## REQUIREMENT
Here is the task for the records below: repeat exactly the lines from the one with "fn strip_zero_hour(raw: &str)" to the one with "use crate::event::RowMutation;", both included, and nothing else.
***** RECORDS SUPPLIED *****
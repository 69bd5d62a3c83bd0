use crate::applier::{AcknowledgePolicy, ApplierConfig};
use crate::bootstrap::MysqlDump;
use crate::database::Database;
use crate::error::Error as ApplicationError;
use crate::replication::{BinlogLog, CheckpointMode};

use mysql_async::{Opts, OptsBuilder};
use serde::de::{Error, MapAccess, Visitor};
use serde::{Deserialize, Deserializer};
use std::fmt::Formatter;
use std::path::{Path, PathBuf};
use std::time::Duration;

#[derive(PartialEq, Debug, Clone)]
pub struct ConnectionOpts(Opts);

#[derive(Deserialize, PartialEq, Debug, Clone)]
pub struct ApplicationConfig {
    connection: ConnectionOpts,
    databases: Vec<String>,
    #[serde(default)]
    server_id: Option<u32>,
    #[serde(default)]
    sink: SinkConfig,
    #[serde(default)]
    applier: ApplierSection,
    #[serde(default)]
    capture: CaptureConfig,
    #[serde(default)]
    dump: DumpConfig,
    #[serde(default)]
    bulk: BulkConfig,
}

#[derive(Deserialize, PartialEq, Debug, Clone)]
#[serde(default)]
pub struct SinkConfig {
    /// Directory of the file backed sink, documents stay in memory without it.
    pub path: Option<PathBuf>,
    pub util_database: String,
}

impl Default for SinkConfig {
    fn default() -> Self {
        Self {
            path: None,
            util_database: "docsync".into(),
        }
    }
}

#[derive(Deserialize, PartialEq, Debug, Clone)]
#[serde(default)]
pub struct ApplierSection {
    pub batch_size: usize,
    pub poll_interval_ms: u64,
    pub idle_interval_ms: u64,
    pub acknowledge: AcknowledgePolicy,
}

impl Default for ApplierSection {
    fn default() -> Self {
        Self {
            batch_size: 100,
            poll_interval_ms: 5000,
            idle_interval_ms: 1000,
            acknowledge: AcknowledgePolicy::Batch,
        }
    }
}

#[derive(Deserialize, PartialEq, Debug, Clone, Default)]
#[serde(default)]
pub struct CaptureConfig {
    pub checkpoint: CheckpointMode,
}

#[derive(Deserialize, PartialEq, Debug, Clone)]
#[serde(default)]
pub struct DumpConfig {
    pub mysqldump: PathBuf,
    pub args: Vec<String>,
    pub work_dir: PathBuf,
}

impl Default for DumpConfig {
    fn default() -> Self {
        Self {
            mysqldump: "mysqldump".into(),
            args: Vec::new(),
            work_dir: std::env::temp_dir(),
        }
    }
}

#[derive(Deserialize, PartialEq, Debug, Clone)]
#[serde(default)]
pub struct BulkConfig {
    pub tables: Vec<String>,
    pub work_dir: PathBuf,
}

impl Default for BulkConfig {
    fn default() -> Self {
        Self {
            tables: Vec::new(),
            work_dir: std::env::temp_dir(),
        }
    }
}

impl ApplicationConfig {
    pub fn new(databases: Vec<String>, connection: impl Into<ConnectionOpts>) -> Self {
        Self {
            connection: connection.into(),
            databases,
            server_id: None,
            sink: SinkConfig::default(),
            applier: ApplierSection::default(),
            capture: CaptureConfig::default(),
            dump: DumpConfig::default(),
            bulk: BulkConfig::default(),
        }
    }

    /// Reads TOML (`toml`, `ini`, `cnf`) or JSON configuration, chosen by extension.
    pub fn from_file(path: impl AsRef<Path>) -> Result<Self, ApplicationError> {
        let path = path.as_ref();
        let extension = path.extension().and_then(|extension| extension.to_str());
        let content = std::fs::read_to_string(path)?;

        match extension {
            Some("ini" | "toml" | "cnf") => toml::from_str(&content)
                .map_err(|error| ApplicationError::Configuration(error.to_string())),
            Some("json") => Ok(serde_json::from_str(&content)?),
            _ => Err(ApplicationError::Configuration(format!(
                "Configuration file {} is not supported",
                path.display()
            ))),
        }
    }

    pub fn create_database(&self) -> Database {
        Database::new(self.connection.0.clone()).with_server_id(self.server_id)
    }

    pub fn connection(&self) -> &Opts {
        &self.connection.0
    }

    pub fn databases(&self) -> &[String] {
        &self.databases
    }

    pub fn sink(&self) -> &SinkConfig {
        &self.sink
    }

    pub fn bulk(&self) -> &BulkConfig {
        &self.bulk
    }

    pub fn applier_config(&self) -> ApplierConfig {
        ApplierConfig {
            batch_size: self.applier.batch_size,
            poll_interval: Duration::from_millis(self.applier.poll_interval_ms),
            idle_interval: Duration::from_millis(self.applier.idle_interval_ms),
            acknowledge: self.applier.acknowledge,
        }
    }

    /// Binary log of the configured databases.
    pub fn binlog(&self) -> BinlogLog {
        BinlogLog::new(self.create_database(), self.databases.clone())
            .with_checkpoint_mode(self.capture.checkpoint)
    }

    pub fn mysqldump(&self) -> MysqlDump {
        MysqlDump::new(
            self.dump.mysqldump.clone(),
            self.connection.0.clone(),
            self.dump.work_dir.clone(),
        )
        .with_extra_args(self.dump.args.clone())
    }

    pub fn with_sink(self, sink: SinkConfig) -> Self {
        Self { sink, ..self }
    }

    pub fn with_applier(self, applier: ApplierSection) -> Self {
        Self { applier, ..self }
    }

    pub fn with_bulk(self, bulk: BulkConfig) -> Self {
        Self { bulk, ..self }
    }
}

impl<'de> Deserialize<'de> for ConnectionOpts {
    fn deserialize<D>(deserializer: D) -> Result<Self, D::Error>
    where
        D: Deserializer<'de>,
    {
        struct ConnectionVisitor;

        enum ConnectionKey {
            Socket,
            User,
            Pass,
            Host,
            Port,
            StmtCacheSize,
            MaxAllowedPacket,
        }

        impl<'de> Deserialize<'de> for ConnectionKey {
            fn deserialize<D>(deserializer: D) -> Result<Self, D::Error>
            where
                D: Deserializer<'de>,
            {
                struct ConnectionKeyVisitor;

                impl<'de> Visitor<'de> for ConnectionKeyVisitor {
                    type Value = ConnectionKey;

                    fn expecting(&self, formatter: &mut Formatter) -> std::fmt::Result {
                        formatter.write_str("a source connection option name")
                    }

                    fn visit_str<E>(self, value: &str) -> Result<Self::Value, E>
                    where
                        E: Error,
                    {
                        Ok(match value {
                            "socket" => ConnectionKey::Socket,
                            "user" => ConnectionKey::User,
                            "pass" => ConnectionKey::Pass,
                            "host" => ConnectionKey::Host,
                            "port" => ConnectionKey::Port,
                            "stmt_cache_size" => ConnectionKey::StmtCacheSize,
                            "max_allowed_packet" => ConnectionKey::MaxAllowedPacket,
                            other => {
                                return Err(E::custom(format!(
                                    "unknown connection key \"{other}\""
                                )))
                            }
                        })
                    }
                }

                deserializer.deserialize_identifier(ConnectionKeyVisitor)
            }
        }

        impl<'de> Visitor<'de> for ConnectionVisitor {
            type Value = ConnectionOpts;

            fn expecting(&self, formatter: &mut Formatter) -> std::fmt::Result {
                formatter.write_str("a MySQL URL or a table of source connection options")
            }

            fn visit_str<E>(self, url: &str) -> Result<Self::Value, E>
            where
                E: Error,
            {
                Opts::from_url(url)
                    .map(ConnectionOpts)
                    .map_err(|error| E::custom(error.to_string()))
            }

            fn visit_map<A>(self, mut map: A) -> Result<Self::Value, A::Error>
            where
                A: MapAccess<'de>,
            {
                let mut builder = OptsBuilder::default();

                while let Some(key) = map.next_key::<ConnectionKey>()? {
                    builder = match key {
                        ConnectionKey::Socket => builder.socket(Some(map.next_value::<String>()?)),
                        ConnectionKey::User => builder.user(Some(map.next_value::<String>()?)),
                        ConnectionKey::Pass => builder.pass(Some(map.next_value::<String>()?)),
                        ConnectionKey::Host => builder.ip_or_hostname(map.next_value::<String>()?),
                        ConnectionKey::Port => builder.tcp_port(map.next_value()?),
                        ConnectionKey::StmtCacheSize => {
                            builder.stmt_cache_size(Some(map.next_value()?))
                        }
                        ConnectionKey::MaxAllowedPacket => {
                            builder.max_allowed_packet(Some(map.next_value()?))
                        }
                    }
                }

                Ok(ConnectionOpts(builder.into()))
            }
        }

        deserializer.deserialize_any(ConnectionVisitor)
    }
}

impl From<Opts> for ConnectionOpts {
    fn from(value: Opts) -> Self {
        ConnectionOpts(value)
    }
}

impl From<OptsBuilder> for ConnectionOpts {
    fn from(value: OptsBuilder) -> Self {
        ConnectionOpts(value.into())
    }
}
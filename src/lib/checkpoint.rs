//! Resumption state: the binlog checkpoint, per-database bootstrap status
//! and the tables loaded by the bulk path.

use crate::document::{Document, FieldValue, ID_FIELD};
use crate::error::Error;
use crate::replication::BinlogPosition;
use crate::store::{collections, DocumentStore, Sink, LAST_LOG_POSITION_ID, NOT_AVAILABLE};
use tracing::{debug, info};

const STATUS_OK: &str = "ok";
const STATUS_KO: &str = "ko";

/// Bootstrap pass whose completion is tracked per database.
#[derive(Clone, Copy, Debug, PartialEq, Eq)]
pub enum ParsePass {
    Schema,
    Data,
}

impl ParsePass {
    fn field(&self) -> &'static str {
        match self {
            Self::Schema => "schema",
            Self::Data => "data",
        }
    }
}

#[derive(Clone, Debug, Default, PartialEq, Eq)]
pub struct ParsedStatus {
    pub schema: bool,
    pub data: bool,
}

impl ParsedStatus {
    pub fn is_ready(&self) -> bool {
        self.schema && self.data
    }

    fn from_document(document: &Document) -> Self {
        let is_ok = |field| document.get_str(field) == Some(STATUS_OK);

        Self {
            schema: is_ok(ParsePass::Schema.field()),
            data: is_ok(ParsePass::Data.field()),
        }
    }
}

#[derive(Clone, Debug)]
pub struct CheckpointStore<S> {
    sink: Sink<S>,
}

impl<S> CheckpointStore<S>
where
    S: DocumentStore,
{
    pub fn new(sink: Sink<S>) -> Self {
        Self { sink }
    }

    /// Last persisted position, `None` when nothing was recorded yet.
    pub async fn read(&self) -> Result<Option<BinlogPosition>, Error> {
        let namespace = self.sink.util_collection(collections::LOG).await?;
        let document = self
            .sink
            .store()
            .find_one(&namespace, &position_filter())
            .await?;

        let document = match document {
            Some(document) => document,
            None => return Ok(None),
        };

        let file = match document.get_str("log_file") {
            Some(NOT_AVAILABLE) | None => return Ok(None),
            Some(file) => file,
        };

        let position = match document.get("log_pos") {
            Some(FieldValue::Int(position)) => u64::try_from(*position).ok(),
            Some(FieldValue::Text(position)) => position.parse().ok(),
            _ => None,
        }
        .ok_or_else(|| Error::MalformedDocument(format!("log_pos is not a position in {file}")))?;

        Ok(Some(BinlogPosition::new(file, position)))
    }

    pub async fn write(&self, position: &BinlogPosition) -> Result<(), Error> {
        let namespace = self.sink.util_collection(collections::LOG).await?;
        debug!(%position, "writing checkpoint");

        self.sink
            .store()
            .replace_one(
                &namespace,
                &position_filter(),
                Document::new()
                    .with("log_file", position.file())
                    .with("log_pos", position.position() as i64),
                true,
            )
            .await?;

        Ok(())
    }

    pub async fn mark_parsed(&self, db: &str, pass: ParsePass) -> Result<(), Error> {
        let namespace = self.sink.util_collection(collections::PARSED).await?;
        let filter = Document::new().with(ID_FIELD, db);
        let mut document = self
            .sink
            .store()
            .find_one(&namespace, &filter)
            .await?
            .unwrap_or_else(|| {
                Document::new()
                    .with("db", db)
                    .with(ParsePass::Schema.field(), STATUS_KO)
                    .with(ParsePass::Data.field(), STATUS_KO)
            });

        document.insert(pass.field(), STATUS_OK);
        self.sink
            .store()
            .replace_one(&namespace, &filter, document, true)
            .await?;

        info!(db, pass = pass.field(), "marked database as parsed");
        Ok(())
    }

    pub async fn parsed_status(&self, db: &str) -> Result<ParsedStatus, Error> {
        let namespace = self.sink.util_collection(collections::PARSED).await?;

        Ok(self
            .sink
            .store()
            .find_one(&namespace, &Document::new().with(ID_FIELD, db))
            .await?
            .map(|document| ParsedStatus::from_document(&document))
            .unwrap_or_default())
    }

    /// Fails unless both bootstrap passes completed for `db`.
    pub async fn ensure_ready(&self, db: &str) -> Result<(), Error> {
        let status = self.parsed_status(db).await?;

        let missing = match (status.schema, status.data) {
            (true, true) => return Ok(()),
            (false, false) => "schema and data",
            (false, true) => "schema",
            (true, false) => "data",
        };

        Err(Error::DatabaseNotParsed {
            db: db.to_owned(),
            missing,
        })
    }

    pub async fn mark_table_loaded(&self, db: &str, table: &str) -> Result<(), Error> {
        let namespace = self.sink.util_collection(collections::PARSED_TABLES).await?;
        let filter = Document::new().with(ID_FIELD, db);
        let mut tables = self.loaded_tables(db).await?;

        if tables.iter().any(|loaded| loaded == table) {
            return Ok(());
        }

        tables.push(table.to_owned());
        self.sink
            .store()
            .replace_one(
                &namespace,
                &filter,
                Document::new().with("database", db).with(
                    "parsed_table",
                    tables.into_iter().map(FieldValue::from).collect::<Vec<_>>(),
                ),
                true,
            )
            .await?;

        Ok(())
    }

    pub async fn loaded_tables(&self, db: &str) -> Result<Vec<String>, Error> {
        let namespace = self.sink.util_collection(collections::PARSED_TABLES).await?;

        Ok(self
            .sink
            .store()
            .find_one(&namespace, &Document::new().with(ID_FIELD, db))
            .await?
            .and_then(|document| {
                document.get("parsed_table").and_then(FieldValue::as_array).map(|tables| {
                    tables
                        .iter()
                        .filter_map(FieldValue::as_str)
                        .map(str::to_owned)
                        .collect()
                })
            })
            .unwrap_or_default())
    }

    /// Fails with the list of `tables` that were not bulk loaded into `db`.
    pub async fn ensure_tables_loaded(&self, db: &str, tables: &[String]) -> Result<(), Error> {
        let loaded = self.loaded_tables(db).await?;
        let missing: Vec<String> = tables
            .iter()
            .filter(|table| !loaded.contains(table))
            .cloned()
            .collect();

        if missing.is_empty() {
            Ok(())
        } else {
            Err(Error::TablesNotLoaded(missing))
        }
    }
}

fn position_filter() -> Document {
    Document::new().with(ID_FIELD, LAST_LOG_POSITION_ID)
}
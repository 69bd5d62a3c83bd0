//! Conversion of textual source values into sink values.
//!
//! Both the dump bootstrap and the bulk loader route every value through
//! [`coerce`], so a column lands in the sink with the same representation
//! no matter which path wrote it.

use crate::document::{Document, FieldValue};
use crate::error::Error;
use chrono::NaiveDateTime;
use std::collections::BTreeMap;

pub const DATETIME_FORMAT: &str = "%Y-%m-%d %H:%M:%S";
const DATETIME_FRACTION_FORMAT: &str = "%Y-%m-%d %H:%M:%S%.f";

/// Column type family recognised from a source column definition.
#[derive(Clone, Copy, Debug, PartialEq, Eq, Hash)]
pub enum DeclaredType {
    Int,
    DateTime,
    Decimal,
    Float,
    Time,
    Blob,
}

/// Substring markers in priority order, first match wins.
const TYPE_MARKERS: [(&str, DeclaredType); 6] = [
    ("int", DeclaredType::Int),
    ("datetime", DeclaredType::DateTime),
    ("decimal", DeclaredType::Decimal),
    ("longblob", DeclaredType::Blob),
    ("float", DeclaredType::Float),
    ("time", DeclaredType::Time),
];

impl DeclaredType {
    /// Infers the type family from a column definition such as `int(11) unsigned`.
    pub fn infer(column_definition: impl AsRef<str>) -> Option<Self> {
        let definition = column_definition.as_ref().to_ascii_lowercase();

        TYPE_MARKERS
            .iter()
            .find(|(marker, _)| definition.contains(marker))
            .map(|(_, declared)| *declared)
    }

    pub fn as_str(&self) -> &'static str {
        match self {
            Self::Int => "int",
            Self::DateTime => "datetime",
            Self::Decimal => "decimal",
            Self::Float => "float",
            Self::Time => "time",
            Self::Blob => "blob",
        }
    }

    pub fn from_name(name: impl AsRef<str>) -> Option<Self> {
        Some(match name.as_ref() {
            "int" => Self::Int,
            "datetime" => Self::DateTime,
            "decimal" => Self::Decimal,
            "float" => Self::Float,
            "time" => Self::Time,
            "blob" | "longblob" => Self::Blob,
            _ => return None,
        })
    }
}

/// Coerces a raw textual value of `column` into the sink representation.
///
/// Absent and empty values are returned unchanged, unknown types pass through.
pub fn coerce(
    column: &str,
    raw: Option<&str>,
    declared: Option<DeclaredType>,
) -> Result<FieldValue, Error> {
    let raw = match raw {
        None => return Ok(FieldValue::Null),
        Some("") => return Ok(FieldValue::Text(String::new())),
        Some(raw) => raw,
    };

    let declared = match declared {
        Some(declared) => declared,
        None => return Ok(FieldValue::Text(raw.to_owned())),
    };

    let failure = || Error::Coercion {
        column: column.to_owned(),
        value: raw.to_owned(),
        target: declared.as_str(),
    };

    Ok(match declared {
        DeclaredType::Int => match raw.trim().parse::<i64>() {
            Ok(value) => FieldValue::Int(value),
            // unsigned values above the signed range are kept as text
            Err(_) => match raw.trim().parse::<u64>() {
                Ok(value) => FieldValue::Text(value.to_string()),
                Err(_) => return Err(failure()),
            },
        },
        DeclaredType::DateTime => FieldValue::DateTime(
            NaiveDateTime::parse_from_str(raw.trim(), DATETIME_FORMAT)
                .or_else(|_| NaiveDateTime::parse_from_str(raw.trim(), DATETIME_FRACTION_FORMAT))
                .map_err(|_| failure())?,
        ),
        DeclaredType::Decimal | DeclaredType::Float => {
            FieldValue::Float(raw.trim().parse().map_err(|_| failure())?)
        }
        DeclaredType::Time => FieldValue::Text(strip_zero_hour(raw).to_owned()),
        // TODO: decode blob payloads once the sink has a binary representation for them
        DeclaredType::Blob => FieldValue::Text(raw.to_owned()),
    })
}

/// Coerces a whole row, using `types` for the declared type of each field.
pub fn coerce_row(
    fields: impl IntoIterator<Item = (String, Option<String>)>,
    types: &BTreeMap<String, DeclaredType>,
) -> Result<Document, Error> {
    let mut document = Document::new();

    for (field, raw) in fields {
        let value = coerce(&field, raw.as_deref(), types.get(&field).copied())?;
        document.insert(field, value);
    }

    Ok(document)
}

fn strip_zero_hour(raw: &str) -> &str {
    let bytes = raw.as_bytes();

    match (bytes.first(), bytes.get(1)) {
        (Some(b'0'), Some(next)) if next.is_ascii_digit() => &raw[1..],
        _ => raw,
    }
}
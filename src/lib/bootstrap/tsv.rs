//! Tab-delimited export format used by the bulk path.
//!
//! First line holds the column names. `\N` stands for NULL, tabs, newlines,
//! carriage returns and backslashes inside values are backslash escaped.

pub const NULL_MARKER: &str = "\\N";

pub fn escape(value: &str) -> String {
    let mut escaped = String::with_capacity(value.len());

    for character in value.chars() {
        match character {
            '\\' => escaped.push_str("\\\\"),
            '\t' => escaped.push_str("\\t"),
            '\n' => escaped.push_str("\\n"),
            '\r' => escaped.push_str("\\r"),
            character => escaped.push(character),
        }
    }

    escaped
}

pub fn unescape(value: &str) -> String {
    let mut unescaped = String::with_capacity(value.len());
    let mut characters = value.chars();

    while let Some(character) = characters.next() {
        if character != '\\' {
            unescaped.push(character);
            continue;
        }

        match characters.next() {
            Some('t') => unescaped.push('\t'),
            Some('n') => unescaped.push('\n'),
            Some('r') => unescaped.push('\r'),
            Some(other) => unescaped.push(other),
            None => unescaped.push('\\'),
        }
    }

    unescaped
}

pub fn format_line<'a>(values: impl IntoIterator<Item = Option<&'a str>>) -> String {
    let mut line = values
        .into_iter()
        .map(|value| match value {
            Some(value) => escape(value),
            None => NULL_MARKER.to_owned(),
        })
        .collect::<Vec<_>>()
        .join("\t");

    line.push('\n');
    line
}

pub fn parse_line(line: &str) -> Vec<Option<String>> {
    line.split('\t')
        .map(|value| match value {
            NULL_MARKER => None,
            value => Some(unescape(value)),
        })
        .collect()
}
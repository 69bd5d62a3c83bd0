use crate::error::Error;
use crate::event::RowMutation;
use crate::replication::{BinlogPosition, ReplicationLog, RowEventSource};
use std::collections::VecDeque;
use std::sync::{Arc, Mutex};

/// Replication log replaying a fixed list of mutations.
///
/// Every mutation is paired with the position right after it, opening the log
/// at a position skips the mutations at or before it.
#[derive(Clone)]
pub struct ScriptedLog {
    head: BinlogPosition,
    entries: Arc<Vec<(RowMutation, BinlogPosition)>>,
    fail_after: Option<usize>,
    opened_at: Arc<Mutex<Vec<Option<BinlogPosition>>>>,
}

impl ScriptedLog {
    pub fn new(head: BinlogPosition) -> Self {
        Self {
            head,
            entries: Arc::new(Vec::new()),
            fail_after: None,
            opened_at: Arc::default(),
        }
    }

    /// Appends a mutation ending `size` bytes after the previous one.
    pub fn with_mutation(self, mutation: RowMutation, size: u64) -> Self {
        let mut entries = self.entries.as_ref().clone();
        let last = entries
            .last()
            .map(|(_, position)| position.clone())
            .unwrap_or_else(|| self.head.clone());

        let position = last.clone().with_position(last.position() + size);
        entries.push((mutation, position));

        Self {
            entries: Arc::new(entries),
            ..self
        }
    }

    /// Sources fail with a connection error once `count` mutations were returned.
    pub fn failing_after(self, count: usize) -> Self {
        Self {
            fail_after: Some(count),
            ..self
        }
    }

    /// Start positions requested from this log, in order.
    pub fn opened_at(&self) -> Vec<Option<BinlogPosition>> {
        self.opened_at.lock().unwrap().clone()
    }

    pub fn end(&self) -> BinlogPosition {
        self.entries
            .last()
            .map(|(_, position)| position.clone())
            .unwrap_or_else(|| self.head.clone())
    }
}

pub struct ScriptedSource {
    position: BinlogPosition,
    pending: VecDeque<(RowMutation, BinlogPosition)>,
    remaining_before_failure: Option<usize>,
}

fn is_after(position: &BinlogPosition, start: &BinlogPosition) -> bool {
    (position.file(), position.position()) > (start.file(), start.position())
}

impl ReplicationLog for ScriptedLog {
    type Source = ScriptedSource;

    async fn open(&self, start: Option<BinlogPosition>) -> Result<Self::Source, Error> {
        self.opened_at.lock().unwrap().push(start.clone());

        let (position, pending) = match start {
            Some(start) => (
                start.clone(),
                self.entries
                    .iter()
                    .filter(|(_, position)| is_after(position, &start))
                    .cloned()
                    .collect(),
            ),
            None => (self.end(), VecDeque::new()),
        };

        Ok(ScriptedSource {
            position,
            pending,
            remaining_before_failure: self.fail_after,
        })
    }
}

impl RowEventSource for ScriptedSource {
    async fn next_mutation(&mut self) -> Result<Option<RowMutation>, Error> {
        match self.remaining_before_failure {
            Some(0) => {
                return Err(Error::Io(std::io::Error::new(
                    std::io::ErrorKind::ConnectionReset,
                    "replication connection lost",
                )))
            }
            Some(ref mut remaining) => *remaining -= 1,
            None => {}
        }

        Ok(self.pending.pop_front().map(|(mutation, position)| {
            self.position = position;
            mutation
        }))
    }

    fn position(&self) -> &BinlogPosition {
        &self.position
    }
}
*****
## WORKED SOLUTION
fn strip_zero_hour(raw: &str) -> &str {
    let bytes = raw.as_bytes();

    match (bytes.first(), bytes.get(1)) {
        (Some(b'0'), Some(next)) if next.is_ascii_digit() => &raw[1..],
        _ => raw,
    }
}
filename src/lib/bootstrap/tsv.rs
//! Tab-delimited export format used by the bulk path.
//!
//! First line holds the column names. `\N` stands for NULL, tabs, newlines,
//! carriage returns and backslashes inside values are backslash escaped.

pub const NULL_MARKER: &str = "\\N";

pub fn escape(value: &str) -> String {
    let mut escaped = String::with_capacity(value.len());

    for character in value.chars() {
        match character {
            '\\' => escaped.push_str("\\\\"),
            '\t' => escaped.push_str("\\t"),
            '\n' => escaped.push_str("\\n"),
            '\r' => escaped.push_str("\\r"),
            character => escaped.push(character),
        }
    }

    escaped
}

pub fn unescape(value: &str) -> String {
    let mut unescaped = String::with_capacity(value.len());
    let mut characters = value.chars();

    while let Some(character) = characters.next() {
        if character != '\\' {
            unescaped.push(character);
            continue;
        }

        match characters.next() {
            Some('t') => unescaped.push('\t'),
            Some('n') => unescaped.push('\n'),
            Some('r') => unescaped.push('\r'),
            Some(other) => unescaped.push(other),
            None => unescaped.push('\\'),
        }
    }

    unescaped
}

pub fn format_line<'a>(values: impl IntoIterator<Item = Option<&'a str>>) -> String {
    let mut line = values
        .into_iter()
        .map(|value| match value {
            Some(value) => escape(value),
            None => NULL_MARKER.to_owned(),
        })
        .collect::<Vec<_>>()
        .join("\t");

    line.push('\n');
    line
}

pub fn parse_line(line: &str) -> Vec<Option<String>> {
    line.split('\t')
        .map(|value| match value {
            NULL_MARKER => None,
            value => Some(unescape(value)),
        })
        .collect()
}
repository 69bd5d62a3c83bd0
use crate::error::Error;
use crate::event::RowMutation;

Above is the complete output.